WORK TO COMPLETE
Repeat the data that follows, keeping every character intact.

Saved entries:
//! Codec error types.

use thiserror::Error;

use crate::events::EventKind;

/// Errors produced while encoding or decoding frames.
#[derive(Debug, Error)]
pub enum CodecError {
    /// The frame was not valid JSON or not a JSON object.
    #[error("malformed frame: {0}")]
    Malformed(#[source] serde_json::Error),
    /// The frame had no top-level `event` string.
    #[error("frame has no 'event' field")]
    MissingEvent,
    /// A handler asked for the payload of an event that carried none.
    #[error("event '{0}' carries no payload")]
    MissingPayload(EventKind),
    /// The payload did not match the shape expected for its event.
    #[error("invalid payload for '{kind}': {source}")]
    InvalidPayload {
        /// The event whose payload failed.
        kind: EventKind,
        /// Underlying serde error.
        #[source]
        source: serde_json::Error,
    },
    /// Serializing an outbound command failed.
    #[error("failed to encode '{event}': {source}")]
    Encode {
        /// Wire name of the command.
        event: String,
        /// Underlying serde error.
        #[source]
        source: serde_json::Error,
    },
}

#[cfg(test)]
mod tests {
    use super::*;

    #[test]
    fn missing_payload_display() {
        let err = CodecError::MissingPayload(EventKind::KeyDown);
        assert_eq!(err.to_string(), "event 'keyDown' carries no payload");
    }

    #[test]
    fn malformed_display() {
        let json_err = serde_json::from_str::<serde_json::Value>("{bad").unwrap_err();
        let err = CodecError::Malformed(json_err);
        assert!(err.to_string().starts_with("malformed frame"));
    }
}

WRITTEN SOLUTION
//! Codec error types.

use thiserror::Error;

use crate::events::EventKind;

/// Errors produced while encoding or decoding frames.
#[derive(Debug, Error)]
pub enum CodecError {
    /// The frame was not valid JSON or not a JSON object.
    #[error("malformed frame: {0}")]
    Malformed(#[source] serde_json::Error),
    /// The frame had no top-level `event` string.
    #[error("frame has no 'event' field")]
    MissingEvent,
    /// A handler asked for the payload of an event that carried none.
    #[error("event '{0}' carries no payload")]
    MissingPayload(EventKind),
    /// The payload did not match the shape expected for its event.
    #[error("invalid payload for '{kind}': {source}")]
    InvalidPayload {
        /// The event whose payload failed.
        kind: EventKind,
        /// Underlying serde error.
        #[source]
        source: serde_json::Error,
    },
    /// Serializing an outbound command failed.
    #[error("failed to encode '{event}': {source}")]
    Encode {
        /// Wire name of the command.
        event: String,
        /// Underlying serde error.
        #[source]
        source: serde_json::Error,
    },
}

#[cfg(test)]
mod tests {
    use super::*;

    #[test]
    fn missing_payload_display() {
        let err = CodecError::MissingPayload(EventKind::KeyDown);
        assert_eq!(err.to_string(), "event 'keyDown' carries no payload");
    }

    #[test]
    fn malformed_display() {
        let json_err = serde_json::from_str::<serde_json::Value>("{bad").unwrap_err();
        let err = CodecError::Malformed(json_err);
        assert!(err.to_string().starts_with("malformed frame"));
    }
}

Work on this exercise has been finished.